Baca juga: Manado Banjir, Pemerintah Klaim Bendungan Kuwil Kawangkoan Berfungsi Efektif
Kepala Bapelitbangda Manado Liny Tambajong menyebut, risiko banjir memang selalu ada karena Manado dilalui oleh delapan daerah aliran sungai (DAS). Namun, menurut dia, banjir tak akan terjadi jika tak ada masyarakat yang tinggal di area garis sempadan sungai. Inilah yang menjadi penyebab utama bencana. Pada 2021, misalnya, ada 5.379 bangunan yang melewati garis sempadan sungai.
”Jadi sungai-sungai sudah menyempit. Semakin padat permukiman, lahan terbuka hijau sebagai daerah resapan juga berkurang. Akibatnya, limpasan di permukaan tinggi karena air hujan yang jatuh ke tanah langsung mencari tempat mengalir,” kata dia.
Pada saat yang sama, wilayah hulu di kabupaten/kota lain juga banyak mengalami kerusakan. Banyak area resapan yang dialihfungsikan menjadi perkebunan, sawah, perumahan, dan tempat wisata.
Akibatnya, limpasan air langsung turun menerjang ke Manado di hilir. Ini berpadu dengan penyempitan badan sungai di sekitar DAS di Manado sehingga terjadilah petaka. ”Pemerintah kota sekarang sedang gencar-gencarnya membongkar bangunan yang ada di atas drainase,” kata Liny.
Pascabanjir 2014, pemerintah menyiapkan 2.047 rumah di kompleks relokasi korban banjir di Kelurahan Pandu. Namun, sejak dibuka pada 2017, hanya 500-an rumah yang terisi karena rendahnya minat warga dari area rawan banjir untuk hijrah ke sana.
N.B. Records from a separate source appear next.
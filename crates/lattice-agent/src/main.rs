//! Lattice node agent: serves the management endpoint with the built-in
//! admin and system-info beans registered.

mod beans;

use anyhow::{Context, Result};
use beans::{AgentSignal, NodeAdminBean, SystemInfoBean, ADMIN_BEAN, SYSTEM_BEAN};
use clap::Parser;
use lattice_core_fleet::EndpointKind;
use lattice_mgmt::{BeanName, BeanRegistry, DEFAULT_PORT};
use lattice_server::{MgmtServer, ServerConfig};
use std::sync::Arc;
use tokio::sync::mpsc;
use tracing::info;
use tracing_subscriber::{layer::SubscriberExt, util::SubscriberInitExt};

#[derive(Parser, Debug)]
#[command(name = "lattice-agent")]
#[command(version, about = "Lattice node agent", long_about = None)]
struct Cli {
    /// Preferred port; occupied ports walk to the next candidate
    #[arg(short, long, default_value_t = DEFAULT_PORT)]
    port: u16,

    /// Bind address
    #[arg(short, long, default_value = "0.0.0.0")]
    bind: String,

    /// Auth token clients must present; omit to disable auth
    #[arg(short, long, env = "LATTICE_AGENT_TOKEN")]
    token: Option<String>,

    /// Endpoint kind this agent serves as
    #[arg(long, default_value = "node")]
    kind: EndpointKind,

    /// Enable debug logging
    #[arg(short, long)]
    debug: bool,
}

#[tokio::main]
async fn main() -> Result<()> {
    let cli = Cli::parse();
    init_tracing(cli.debug);

    info!(
        version = env!("CARGO_PKG_VERSION"),
        kind = %cli.kind,
        "starting lattice agent"
    );

    let (signal_tx, mut signal_rx) = mpsc::channel(1);

    let registry = Arc::new(BeanRegistry::new());
    let admin_name: BeanName = ADMIN_BEAN.parse()?;
    registry
        .register(
            admin_name,
            Arc::new(NodeAdminBean::new(cli.bind.clone(), signal_tx)),
        )
        .context("registering the admin bean")?;
    let system_name: BeanName = SYSTEM_BEAN.parse()?;
    registry
        .register(system_name, Arc::new(SystemInfoBean::probe()))
        .context("registering the system-info bean")?;

    let config = ServerConfig {
        bind_host: cli.bind,
        port: cli.port,
        port_floor: cli.port,
        port_ceiling: cli.port.saturating_add(100),
        auth_token: cli.token,
        ..ServerConfig::default()
    };
    let server = MgmtServer::new(config, cli.kind);
    let addr = server
        .start(Arc::clone(&registry))
        .await
        .context("starting the management server")?;
    info!(%addr, "agent ready");

    let signal = tokio::select! {
        _ = tokio::signal::ctrl_c() => None,
        signal = signal_rx.recv() => signal,
    };
    match signal {
        Some(AgentSignal::Stop) => info!("stop requested through the admin bean"),
        Some(AgentSignal::Restart) => {
            info!("restart requested, exiting for the supervisor to relaunch")
        }
        None => info!("interrupt received, shutting down"),
    }

    server.stop().await;
    Ok(())
}

fn init_tracing(debug: bool) {
    let filter = if debug { "debug" } else { "info" };
    tracing_subscriber::registry()
        .with(
            tracing_subscriber::EnvFilter::try_from_default_env().unwrap_or_else(|_| filter.into()),
        )
        .with(tracing_subscriber::fmt::layer())
        .init();
}
//! Endpoint records: the management plane's view of one grid member.

use serde::{Deserialize, Serialize};
use std::cmp::Ordering;
use std::collections::BTreeMap;
use std::fmt;
use std::hash::{Hash, Hasher};

/// Role an endpoint plays in the grid.
#[derive(Debug, Clone, Copy, PartialEq, Eq, Serialize, Deserialize)]
#[serde(rename_all = "lowercase")]
pub enum EndpointKind {
    /// A driver routes work between clients and nodes.
    Driver,
    /// A node executes work.
    Node,
    /// A peer driver connected to this driver.
    Peer,
}

impl fmt::Display for EndpointKind {
    fn fmt(&self, f: &mut fmt::Formatter<'_>) -> fmt::Result {
        match self {
            EndpointKind::Driver => write!(f, "driver"),
            EndpointKind::Node => write!(f, "node"),
            EndpointKind::Peer => write!(f, "peer"),
        }
    }
}

impl std::str::FromStr for EndpointKind {
    type Err = String;

    fn from_str(s: &str) -> Result<Self, Self::Err> {
        match s {
            "driver" => Ok(EndpointKind::Driver),
            "node" => Ok(EndpointKind::Node),
            "peer" => Ok(EndpointKind::Peer),
            other => Err(format!("unknown endpoint kind '{other}'")),
        }
    }
}

/// Provisioning flags attached to an endpoint.
#[derive(Debug, Clone, Copy, Default, PartialEq, Eq, Serialize, Deserialize)]
pub struct EndpointFlags {
    /// Endpoint can provision slave nodes.
    #[serde(default)]
    pub master: bool,
    /// Endpoint was provisioned by a master.
    #[serde(default)]
    pub slave: bool,
    /// Endpoint runs in the same process as its driver.
    #[serde(default)]
    pub local: bool,
}

/// Flat metadata snapshot attached to an endpoint as heartbeats arrive
/// (operating system, core count, memory, versions, ...).
pub type SystemSnapshot = BTreeMap<String, String>;

/// Management info for one remote endpoint.
///
/// The uuid is the sole identity key: equality and hashing ignore every
/// other field, so a record can be updated in place (liveness flag, system
/// snapshot) without changing its identity. Ordering sorts by host first
/// and falls back to uuid so listings group endpoints by machine.
#[derive(Debug, Clone, Serialize, Deserialize)]
pub struct EndpointInfo {
    /// Unique identifier, assigned when the endpoint first joins the grid.
    pub uuid: String,
    /// Display host name.
    pub host: String,
    /// Resolved network address, refined once resolution succeeds.
    #[serde(default)]
    pub ip_address: Option<String>,
    /// Management port.
    pub port: u16,
    /// Role in the grid.
    pub kind: EndpointKind,
    /// Provisioning flags.
    #[serde(default)]
    pub flags: EndpointFlags,
    /// Whether the management channel uses TLS.
    #[serde(default)]
    pub secure: bool,
    /// Whether the endpoint currently accepts work.
    #[serde(default = "default_active")]
    pub active: bool,
    /// Last received system snapshot, if any.
    #[serde(default)]
    pub system: Option<SystemSnapshot>,
}

fn default_active() -> bool {
    true
}

impl EndpointInfo {
    /// Create a record for a freshly discovered endpoint.
    pub fn new(
        uuid: impl Into<String>,
        host: impl Into<String>,
        port: u16,
        kind: EndpointKind,
    ) -> Self {
        Self {
            uuid: uuid.into(),
            host: host.into(),
            ip_address: None,
            port,
            kind,
            flags: EndpointFlags::default(),
            secure: false,
            active: true,
            system: None,
        }
    }

    /// Builder-style flag assignment.
    pub fn with_flags(mut self, flags: EndpointFlags) -> Self {
        self.flags = flags;
        self
    }

    /// Builder-style TLS marker.
    pub fn with_secure(mut self, secure: bool) -> Self {
        self.secure = secure;
        self
    }

    /// Look up a metadata property by name.
    ///
    /// Built-in properties (`uuid`, `host`, `ip.address`, `port`, `kind`,
    /// `master`, `slave`, `local`, `secure`, `active`) come from the record
    /// itself; any other name is resolved against the system snapshot.
    pub fn property(&self, name: &str) -> Option<String> {
        match name {
            "uuid" => Some(self.uuid.clone()),
            "host" => Some(self.host.clone()),
            "ip.address" => self.ip_address.clone(),
            "port" => Some(self.port.to_string()),
            "kind" => Some(self.kind.to_string()),
            "master" => Some(self.flags.master.to_string()),
            "slave" => Some(self.flags.slave.to_string()),
            "local" => Some(self.flags.local.to_string()),
            "secure" => Some(self.secure.to_string()),
            "active" => Some(self.active.to_string()),
            other => self.system.as_ref().and_then(|s| s.get(other).cloned()),
        }
    }
}

impl PartialEq for EndpointInfo {
    fn eq(&self, other: &Self) -> bool {
        self.uuid == other.uuid
    }
}

impl Eq for EndpointInfo {}

impl Hash for EndpointInfo {
    fn hash<H: Hasher>(&self, state: &mut H) {
        self.uuid.hash(state);
    }
}

impl PartialOrd for EndpointInfo {
    fn partial_cmp(&self, other: &Self) -> Option<Ordering> {
        Some(self.cmp(other))
    }
}

impl Ord for EndpointInfo {
    fn cmp(&self, other: &Self) -> Ordering {
        self.host
            .cmp(&other.host)
            .then_with(|| self.uuid.cmp(&other.uuid))
    }
}

impl fmt::Display for EndpointInfo {
    fn fmt(&self, f: &mut fmt::Formatter<'_>) -> fmt::Result {
        write!(f, "{} {}:{} ({})", self.kind, self.host, self.port, self.uuid)
    }
}
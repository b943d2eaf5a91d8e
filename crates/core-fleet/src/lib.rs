//! Lattice Core Fleet: pure-logic fleet model
//!
//! # Overview
//!
//! This crate provides the value types the rest of the management plane uses
//! to describe and address a fleet of grid endpoints:
//!
//! - **Endpoint records**: host/port/uuid identity, driver/node/peer kind,
//!   master/slave/local flags, liveness and an attached system snapshot
//! - **Selectors**: immutable predicates addressing a subset of the fleet
//!   (all endpoints, an explicit uuid set, or a policy expression)
//! - **Policies**: serializable boolean expression trees evaluated against
//!   an endpoint's metadata snapshot
//!
//! # Key Principles
//!
//! This crate is **pure logic** with zero knowledge of:
//! - Network transports or RPC frameworks
//! - Connection lifecycles
//! - Application-specific bean semantics
//!
//! Selectors and policies are plain serializable values. They cross process
//! boundaries inside forward requests, so they must stay immutable and
//! side-effect free.

pub mod endpoint;
pub mod policy;
pub mod selector;

// Re-export main types for convenience
pub use endpoint::{EndpointFlags, EndpointInfo, EndpointKind, SystemSnapshot};
pub use policy::{Policy, PolicyError};
pub use selector::Selector;
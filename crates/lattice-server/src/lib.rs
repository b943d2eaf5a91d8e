//! Lattice Server: the management plane's server half.
//!
//! A node or driver embeds this crate to expose its bean registry to the
//! control plane:
//!
//! - **MgmtServer**: connector bootstrap; binds with port-retry under a
//!   process-wide lock and serves the management service until stopped
//! - **MgmtServiceImpl**: the gRPC service over a `BeanRegistry`, with
//!   handshake auth, per-session validation and a notification bridge
//! - **RequestForwarder**: the seam a driver fills in to fan incoming
//!   `Forward` calls out over its own fleet

pub mod bootstrap;
pub mod error;
pub mod forward;
pub mod service;

pub use bootstrap::{MgmtServer, ServerConfig};
pub use error::ServerError;
pub use forward::RequestForwarder;
pub use service::MgmtServiceImpl;
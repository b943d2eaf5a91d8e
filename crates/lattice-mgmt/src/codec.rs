//! Value codecs: the pluggable serialization seam between bean values and
//! wire bytes.
//!
//! The codec id travels in the handshake so both peers agree before any
//! attribute or parameter crosses the channel.

use crate::error::BeanError;
use serde_json::Value;

/// Encodes and decodes bean values for the wire.
pub trait ValueCodec: Send + Sync {
    /// Stable identifier exchanged during the handshake.
    fn id(&self) -> &'static str;

    fn encode(&self, value: &Value) -> Result<Vec<u8>, BeanError>;

    fn decode(&self, bytes: &[u8]) -> Result<Value, BeanError>;
}

/// Default codec: compact JSON.
#[derive(Debug, Clone, Copy, Default)]
pub struct JsonCodec;

impl ValueCodec for JsonCodec {
    fn id(&self) -> &'static str {
        "json"
    }

    fn encode(&self, value: &Value) -> Result<Vec<u8>, BeanError> {
        Ok(serde_json::to_vec(value)?)
    }

    fn decode(&self, bytes: &[u8]) -> Result<Value, BeanError> {
        Ok(serde_json::from_slice(bytes)?)
    }
}
//! Lattice admin CLI: attribute reads/writes, operation invocation and
//! fleet-wide admin actions against configured endpoints.

use anyhow::{bail, Context, Result};
use clap::{Parser, Subcommand, ValueEnum};
use lattice::config::CliConfig;
use lattice_connect::{
    AdminAction, ChannelInfo, FleetForwarder, ForwardOutcome, InvocationDispatcher, MgmtChannel,
    MgmtContext, TopologyManager,
};
use lattice_core_fleet::{EndpointInfo, Selector};
use lattice_mgmt::{MgmtConfig, DEFAULT_PROTOCOL};
use serde_json::{json, Value};
use std::path::PathBuf;
use std::sync::Arc;
use std::time::Duration;
use tracing::warn;
use tracing_subscriber::{layer::SubscriberExt, util::SubscriberInitExt};

#[derive(Parser)]
#[command(name = "lattice")]
#[command(version, about = "Admin CLI for the Lattice management plane", long_about = None)]
struct Cli {
    /// Endpoint config file
    #[arg(short, long, default_value = "lattice.toml", global = true)]
    config: PathBuf,

    /// Auth token for the handshake (overrides the config file)
    #[arg(long, env = "LATTICE_TOKEN", global = true)]
    token: Option<String>,

    /// Connect timeout in seconds (overrides the config file)
    #[arg(long, global = true)]
    timeout: Option<u64>,

    /// Enable debug logging
    #[arg(long, global = true)]
    debug: bool,

    #[command(subcommand)]
    command: Command,
}

#[derive(Subcommand)]
enum Command {
    /// Read one attribute of a bean
    Get {
        /// Configured endpoint uuid, or host:port
        #[arg(long)]
        endpoint: String,
        bean: String,
        attribute: String,
    },
    /// Write one attribute of a bean
    Set {
        /// Configured endpoint uuid, or host:port
        #[arg(long)]
        endpoint: String,
        bean: String,
        attribute: String,
        /// New value, as JSON
        value: String,
    },
    /// Invoke an operation on a bean
    Invoke {
        /// Configured endpoint uuid, or host:port
        #[arg(long)]
        endpoint: String,
        bean: String,
        operation: String,
        /// Parameters, each a JSON value (bare words are taken as strings)
        params: Vec<String>,
    },
    /// Fan an admin action out over the fleet
    Fleet {
        #[arg(value_enum)]
        action: FleetAction,
        /// Address every configured endpoint
        #[arg(long, conflicts_with = "uuid")]
        all: bool,
        /// Address specific endpoints by uuid (repeatable)
        #[arg(long)]
        uuid: Vec<String>,
    },
}

#[derive(Debug, Clone, Copy, ValueEnum)]
enum FleetAction {
    Stop,
    Restart,
    Reconnect,
    ResetCounters,
}

impl From<FleetAction> for AdminAction {
    fn from(action: FleetAction) -> Self {
        match action {
            FleetAction::Stop => AdminAction::Stop,
            FleetAction::Restart => AdminAction::Restart,
            FleetAction::Reconnect => AdminAction::Reconnect,
            FleetAction::ResetCounters => AdminAction::ResetCounters,
        }
    }
}

#[tokio::main]
async fn main() -> Result<()> {
    let cli = Cli::parse();
    init_tracing(cli.debug);

    let mut config = CliConfig::load_or_default(&cli.config)?;
    if cli.token.is_some() {
        config.token = cli.token.clone();
    }
    if let Some(timeout) = cli.timeout {
        config.timeout_secs = timeout;
    }

    match cli.command {
        Command::Get {
            endpoint,
            bean,
            attribute,
        } => {
            let dispatcher = dispatcher_for(&config, &endpoint).await?;
            let value = dispatcher.get_attribute(&bean, &attribute).await?;
            print_value(value)?;
        }
        Command::Set {
            endpoint,
            bean,
            attribute,
            value,
        } => {
            let value: Value = serde_json::from_str(&value)
                .with_context(|| format!("value '{value}' is not valid JSON"))?;
            let dispatcher = dispatcher_for(&config, &endpoint).await?;
            dispatcher.set_attribute(&bean, &attribute, value).await?;
            println!("{}", json!({"ok": true}));
        }
        Command::Invoke {
            endpoint,
            bean,
            operation,
            params,
        } => {
            let params: Vec<Value> = params
                .iter()
                .map(|p| serde_json::from_str(p).unwrap_or_else(|_| Value::String(p.clone())))
                .collect();
            let dispatcher = dispatcher_for(&config, &endpoint).await?;
            let value = dispatcher
                .invoke(&bean, &operation, params, Vec::new())
                .await?;
            print_value(value)?;
        }
        Command::Fleet { action, all, uuid } => {
            fleet(&config, action.into(), all, uuid).await?;
        }
    }

    Ok(())
}

async fn fleet(config: &CliConfig, action: AdminAction, all: bool, uuid: Vec<String>) -> Result<()> {
    if !all && uuid.is_empty() {
        bail!("pass --all or at least one --uuid");
    }
    if config.endpoints.is_empty() {
        bail!("no endpoints configured");
    }

    let selector = if all {
        Selector::All
    } else {
        Selector::uuids(uuid)
    };

    let timeout = Duration::from_secs(config.timeout_secs);
    let topology = Arc::new(TopologyManager::new());
    for entry in &config.endpoints {
        let info = EndpointInfo::new(entry.uuid.as_str(), entry.host.as_str(), entry.port, entry.kind);
        if !selector.matches(&info) {
            continue;
        }
        let channel = open_channel(config, &entry.host, entry.port);
        // Not connecting in time is a per-endpoint failure, never an abort.
        if !channel.connect_and_wait(timeout).await {
            warn!(uuid = %entry.uuid, host = %entry.host, "endpoint did not connect in time");
        }
        topology.register(info, channel).await;
    }

    let forwarder = FleetForwarder::new(topology, Arc::new(MgmtContext::new()));
    let outcomes = forwarder.apply(&selector, action).await;

    let mut report = serde_json::Map::new();
    for (uuid, outcome) in outcomes {
        let entry = match outcome {
            ForwardOutcome::Success(value) => json!({"ok": true, "value": value}),
            ForwardOutcome::Failure(error) => json!({"ok": false, "error": error}),
        };
        report.insert(uuid, entry);
    }
    println!("{}", serde_json::to_string_pretty(&Value::Object(report))?);
    Ok(())
}

async fn dispatcher_for(config: &CliConfig, endpoint: &str) -> Result<InvocationDispatcher> {
    let (host, port) = resolve_endpoint(config, endpoint)?;
    let channel = open_channel(config, &host, port);
    let timeout = Duration::from_secs(config.timeout_secs);
    if !channel.connect_and_wait(timeout).await {
        bail!(
            "could not connect to {host}:{port} within {}s",
            config.timeout_secs
        );
    }
    Ok(InvocationDispatcher::new(channel, Arc::new(MgmtContext::new())))
}

fn resolve_endpoint(config: &CliConfig, endpoint: &str) -> Result<(String, u16)> {
    if let Some(entry) = config.endpoint(endpoint) {
        return Ok((entry.host.clone(), entry.port));
    }
    match endpoint.rsplit_once(':') {
        Some((host, port)) if !host.is_empty() => {
            let port = port
                .parse()
                .with_context(|| format!("invalid port in '{endpoint}'"))?;
            Ok((host.to_string(), port))
        }
        _ => bail!("unknown endpoint '{endpoint}': not a configured uuid or host:port"),
    }
}

fn open_channel(config: &CliConfig, host: &str, port: u16) -> MgmtChannel {
    let info = ChannelInfo::remote(DEFAULT_PROTOCOL, host, port);
    let client_config = MgmtConfig {
        connect_timeout_ms: (config.timeout_secs as i64) * 1000,
        ..MgmtConfig::default()
    };
    match &config.token {
        Some(token) => MgmtChannel::remote_with_token(info, client_config, token.clone()),
        None => MgmtChannel::remote(info, client_config),
    }
}

fn print_value(value: Option<Value>) -> Result<()> {
    match value {
        Some(value) => println!("{}", serde_json::to_string_pretty(&value)?),
        None => println!("null"),
    }
    Ok(())
}

fn init_tracing(debug: bool) {
    let filter = if debug { "debug" } else { "warn" };
    tracing_subscriber::registry()
        .with(
            tracing_subscriber::EnvFilter::try_from_default_env().unwrap_or_else(|_| filter.into()),
        )
        .with(tracing_subscriber::fmt::layer().with_writer(std::io::stderr))
        .init();
}
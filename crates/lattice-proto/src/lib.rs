/// Generated gRPC protocol definitions for the Lattice management plane.
///
/// This crate provides the protocol buffer definitions and generated code
/// for the management channel between the control plane and driver/node
/// endpoints.
pub mod lattice {
    pub mod v1 {
        tonic::include_proto!("lattice.v1");
    }
}

// Re-export commonly used types for convenience
pub use lattice::v1::*;

/// Metadata key carrying the session id on every authenticated request.
pub const SESSION_METADATA_KEY: &str = "x-lattice-session";
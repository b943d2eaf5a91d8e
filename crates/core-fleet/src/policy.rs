//! Policy predicates: serializable boolean expression trees evaluated
//! against an endpoint's metadata snapshot.
//!
//! A policy is data, not code. The closed set of node kinds below is the
//! sandbox: there is no scripting engine to escape. Policies serialize to
//! JSON and travel inside forward requests unchanged.

use crate::endpoint::EndpointInfo;
use serde::{Deserialize, Serialize};
use thiserror::Error;

/// Errors raised while evaluating a policy.
#[derive(Debug, Error)]
pub enum PolicyError {
    #[error("property '{0}' is not numeric: '{1}'")]
    NotNumeric(String, String),
}

/// A boolean expression over endpoint metadata.
///
/// # Example
/// ```
/// use lattice_core_fleet::{EndpointInfo, EndpointKind, Policy};
///
/// let policy = Policy::And(vec![
///     Policy::Equal {
///         property: "kind".to_string(),
///         value: "node".to_string(),
///     },
///     Policy::Not(Box::new(Policy::Equal {
///         property: "active".to_string(),
///         value: "false".to_string(),
///     })),
/// ]);
///
/// let endpoint = EndpointInfo::new("n1", "alpha", 11198, EndpointKind::Node);
/// assert!(policy.evaluate(&endpoint));
/// ```
#[derive(Debug, Clone, PartialEq, Serialize, Deserialize)]
#[serde(rename_all = "snake_case")]
pub enum Policy {
    /// Property equals the given string (missing property never matches).
    Equal { property: String, value: String },
    /// Property contains the given substring.
    Contains { property: String, value: String },
    /// Property parses as a number and is >= the given threshold.
    AtLeast { property: String, value: f64 },
    /// Negation.
    Not(Box<Policy>),
    /// Every child matches (vacuously true when empty).
    And(Vec<Policy>),
    /// At least one child matches (vacuously false when empty).
    Or(Vec<Policy>),
}

impl Policy {
    /// Evaluate this policy against one endpoint's metadata.
    ///
    /// Evaluation never fails: a missing property simply does not match,
    /// and a non-numeric property fails an `AtLeast` comparison. This keeps
    /// fleet-wide selection total even when endpoints report heterogeneous
    /// snapshots.
    pub fn evaluate(&self, endpoint: &EndpointInfo) -> bool {
        match self {
            Policy::Equal { property, value } => {
                endpoint.property(property).as_deref() == Some(value.as_str())
            }
            Policy::Contains { property, value } => endpoint
                .property(property)
                .map(|p| p.contains(value.as_str()))
                .unwrap_or(false),
            Policy::AtLeast { property, value } => endpoint
                .property(property)
                .and_then(|p| p.trim().parse::<f64>().ok())
                .map(|n| n >= *value)
                .unwrap_or(false),
            Policy::Not(inner) => !inner.evaluate(endpoint),
            Policy::And(children) => children.iter().all(|c| c.evaluate(endpoint)),
            Policy::Or(children) => children.iter().any(|c| c.evaluate(endpoint)),
        }
    }
}

#[cfg(test)]
mod tests {
    use super::*;
    use crate::endpoint::{EndpointKind, SystemSnapshot};

    fn endpoint() -> EndpointInfo {
        let mut e = EndpointInfo::new("n1", "alpha", 11_198, EndpointKind::Node);
        e.system = Some(SystemSnapshot::from([
            ("os.name".to_string(), "linux".to_string()),
            ("cores".to_string(), "8".to_string()),
        ]));
        e
    }

    #[test]
    fn test_equal_and_missing_property() {
        let e = endpoint();

        let hit = Policy::Equal {
            property: "os.name".to_string(),
            value: "linux".to_string(),
        };
        let miss = Policy::Equal {
            property: "no.such".to_string(),
            value: "linux".to_string(),
        };

        assert!(hit.evaluate(&e));
        assert!(!miss.evaluate(&e));
    }

    #[test]
    fn test_at_least_numeric() {
        let e = endpoint();

        let enough = Policy::AtLeast {
            property: "cores".to_string(),
            value: 4.0,
        };
        let too_many = Policy::AtLeast {
            property: "cores".to_string(),
            value: 16.0,
        };
        let not_numeric = Policy::AtLeast {
            property: "os.name".to_string(),
            value: 1.0,
        };

        assert!(enough.evaluate(&e));
        assert!(!too_many.evaluate(&e));
        assert!(!not_numeric.evaluate(&e));
    }

    #[test]
    fn test_compound_expressions() {
        let e = endpoint();

        let policy = Policy::And(vec![
            Policy::Contains {
                property: "host".to_string(),
                value: "alph".to_string(),
            },
            Policy::Or(vec![
                Policy::Equal {
                    property: "kind".to_string(),
                    value: "driver".to_string(),
                },
                Policy::Equal {
                    property: "kind".to_string(),
                    value: "node".to_string(),
                },
            ]),
            Policy::Not(Box::new(Policy::Equal {
                property: "active".to_string(),
                value: "false".to_string(),
            })),
        ]);

        assert!(policy.evaluate(&e));
    }

    #[test]
    fn test_vacuous_and_or() {
        let e = endpoint();
        assert!(Policy::And(vec![]).evaluate(&e));
        assert!(!Policy::Or(vec![]).evaluate(&e));
    }

    #[test]
    fn test_json_round_trip() {
        let policy = Policy::Or(vec![
            Policy::Equal {
                property: "kind".to_string(),
                value: "node".to_string(),
            },
            Policy::AtLeast {
                property: "cores".to_string(),
                value: 2.0,
            },
        ]);

        let json = serde_json::to_string(&policy).unwrap();
        let back: Policy = serde_json::from_str(&json).unwrap();
        assert_eq!(policy, back);
    }
}
//! Forwarding seam: lets a driver-side server fan incoming invocations out
//! over its own fleet.

use async_trait::async_trait;
use lattice_core_fleet::Selector;
use lattice_proto::{EndpointOutcome, InvokeRequest};
use tonic::Status;

/// Fans one invocation out over the endpoints a selector addresses.
///
/// Installed on driver servers only. Node servers leave the slot empty and
/// answer `Forward` with an unimplemented status. Implementations report
/// per-endpoint failures inside their outcome records; a `Status` error is
/// reserved for failures of the fan-out itself.
#[async_trait]
pub trait RequestForwarder: Send + Sync {
    async fn forward(
        &self,
        selector: Selector,
        invoke: InvokeRequest,
    ) -> Result<Vec<EndpointOutcome>, Status>;
}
Baca juga: Dorong Warga Tempati Kompleks Relokasi Banjir, Pemkot Manado Buka Trayek Angkot Baru
Berbagai masalah dikeluhkan, mulai dari ukuran rumah yang dianggap kecil hingga lokasi yang jauh dan akses transportasi yang sulit. Di sisi lain, ada warga yang ingin pindah, tapi tak dapat jatah relokasi.
Salah satunya adalah Joni Manus (41), warga permukiman Cempaka, Kelurahan Bailang. Rumahnya persis di tepi Sungai Bailang dan sudah berulang kali jadi korban banjir. Namun, untuk pindah, Joni tak mampu beli tanah, apalagi rumah. Akhirnya, dia hanya bisa pasrah.
”Kami terima saja. Mau bagaimana lagi, rumah betul-betul langsung di pinggir sungai begini. Tidak akan luput dari banjir,” kata Joni.